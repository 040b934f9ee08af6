//! Configuration loader and runtime settings.
//!
//! Everything tunable lives here; hard limits and identifiers are in
//! [`constants`]. Settings load from an optional `quill.toml` at the
//! workspace root with serde defaults filling the gaps.

pub mod constants;

use std::path::{Path, PathBuf};

use anyhow::{Context, Result};
use serde::{Deserialize, Serialize};

use self::constants::defaults;

pub const CONFIG_FILE_NAME: &str = "quill.toml";

/// Top-level configuration for the agent runtime.
#[derive(Debug, Clone, Default, Serialize, Deserialize)]
#[serde(default)]
pub struct QuillConfig {
    pub agent: AgentConfig,
    pub tools: ToolsConfig,
    pub compaction: CompactionSettings,
}

/// Agent loop behaviour.
#[derive(Debug, Clone, Serialize, Deserialize)]
#[serde(default)]
pub struct AgentConfig {
    /// Hard cap on tool-call rounds per user message.
    pub max_tool_rounds: usize,
    /// Confirmation policy for mutating tools.
    pub approval: ApprovalMode,
}

impl Default for AgentConfig {
    fn default() -> Self {
        Self {
            max_tool_rounds: defaults::MAX_TOOL_ROUNDS,
            approval: ApprovalMode::OnRequest,
        }
    }
}

/// When the loop asks the user before executing a mutating tool.
#[derive(Debug, Clone, Copy, PartialEq, Eq, Serialize, Deserialize)]
#[serde(rename_all = "kebab-case")]
pub enum ApprovalMode {
    /// Confirm every mutating tool.
    Untrusted,
    /// Confirm risky tools; auto-approve read-only ones.
    OnRequest,
    /// Auto-approve everything.
    Never,
}

/// Tool execution settings.
#[derive(Debug, Clone, Serialize, Deserialize)]
#[serde(default)]
pub struct ToolsConfig {
    /// Per-category deadlines, seconds.
    pub file_timeout_secs: u64,
    pub exec_timeout_secs: u64,
    pub search_timeout_secs: u64,
}

impl Default for ToolsConfig {
    fn default() -> Self {
        Self {
            file_timeout_secs: defaults::FILE_TOOL_TIMEOUT_SECS,
            exec_timeout_secs: defaults::EXEC_TOOL_TIMEOUT_SECS,
            search_timeout_secs: defaults::SEARCH_TOOL_TIMEOUT_SECS,
        }
    }
}

/// Sliding-window compaction settings (see the compaction module for the
/// selector algorithm these feed).
#[derive(Debug, Clone, Serialize, Deserialize)]
#[serde(default)]
pub struct CompactionSettings {
    pub invocation_threshold: usize,
    pub overlap_size: usize,
    pub token_threshold: u64,
    pub safety_ratio: f64,
}

impl Default for CompactionSettings {
    fn default() -> Self {
        Self {
            invocation_threshold: defaults::COMPACTION_INVOCATION_THRESHOLD,
            overlap_size: defaults::COMPACTION_OVERLAP_SIZE,
            token_threshold: defaults::COMPACTION_TOKEN_THRESHOLD,
            safety_ratio: defaults::COMPACTION_SAFETY_RATIO,
        }
    }
}

impl QuillConfig {
    /// Load configuration from `quill.toml` in the workspace root, falling
    /// back to defaults when the file is absent.
    pub fn load_from_workspace(workspace: &Path) -> Result<Self> {
        let path = workspace.join(CONFIG_FILE_NAME);
        if !path.exists() {
            return Ok(Self::default());
        }
        Self::load_from_file(&path)
    }

    pub fn load_from_file(path: &Path) -> Result<Self> {
        let raw = std::fs::read_to_string(path)
            .with_context(|| format!("failed to read config file {}", path.display()))?;
        toml::from_str(&raw)
            .with_context(|| format!("failed to parse config file {}", path.display()))
    }
}

/// Resolve the user-global configuration directory (`~/.quill`).
pub fn user_config_dir() -> Option<PathBuf> {
    dirs::home_dir().map(|home| home.join(constants::instructions::USER_CONFIG_DIR))
}

#[cfg(test)]
mod tests {
    use super::*;
    use tempfile::TempDir;

    #[test]
    fn defaults_when_config_missing() {
        let tmp = TempDir::new().unwrap();
        let config = QuillConfig::load_from_workspace(tmp.path()).unwrap();
        assert_eq!(config.agent.max_tool_rounds, defaults::MAX_TOOL_ROUNDS);
        assert_eq!(config.agent.approval, ApprovalMode::OnRequest);
    }

    #[test]
    fn partial_toml_keeps_defaults_for_missing_sections() {
        let tmp = TempDir::new().unwrap();
        let path = tmp.path().join(CONFIG_FILE_NAME);
        std::fs::write(&path, "[agent]\nmax_tool_rounds = 10\napproval = \"never\"\n").unwrap();

        let config = QuillConfig::load_from_workspace(tmp.path()).unwrap();
        assert_eq!(config.agent.max_tool_rounds, 10);
        assert_eq!(config.agent.approval, ApprovalMode::Never);
        assert_eq!(
            config.compaction.invocation_threshold,
            defaults::COMPACTION_INVOCATION_THRESHOLD
        );
    }

    #[test]
    fn malformed_toml_is_an_error() {
        let tmp = TempDir::new().unwrap();
        let path = tmp.path().join(CONFIG_FILE_NAME);
        std::fs::write(&path, "agent = not valid").unwrap();
        assert!(QuillConfig::load_from_workspace(tmp.path()).is_err());
    }
}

■ Your objective: Find all the lines with "loop" in the data and copy them.

■ Task response:
/// Agent loop behaviour.
/// When the loop asks the user before executing a mutating tool.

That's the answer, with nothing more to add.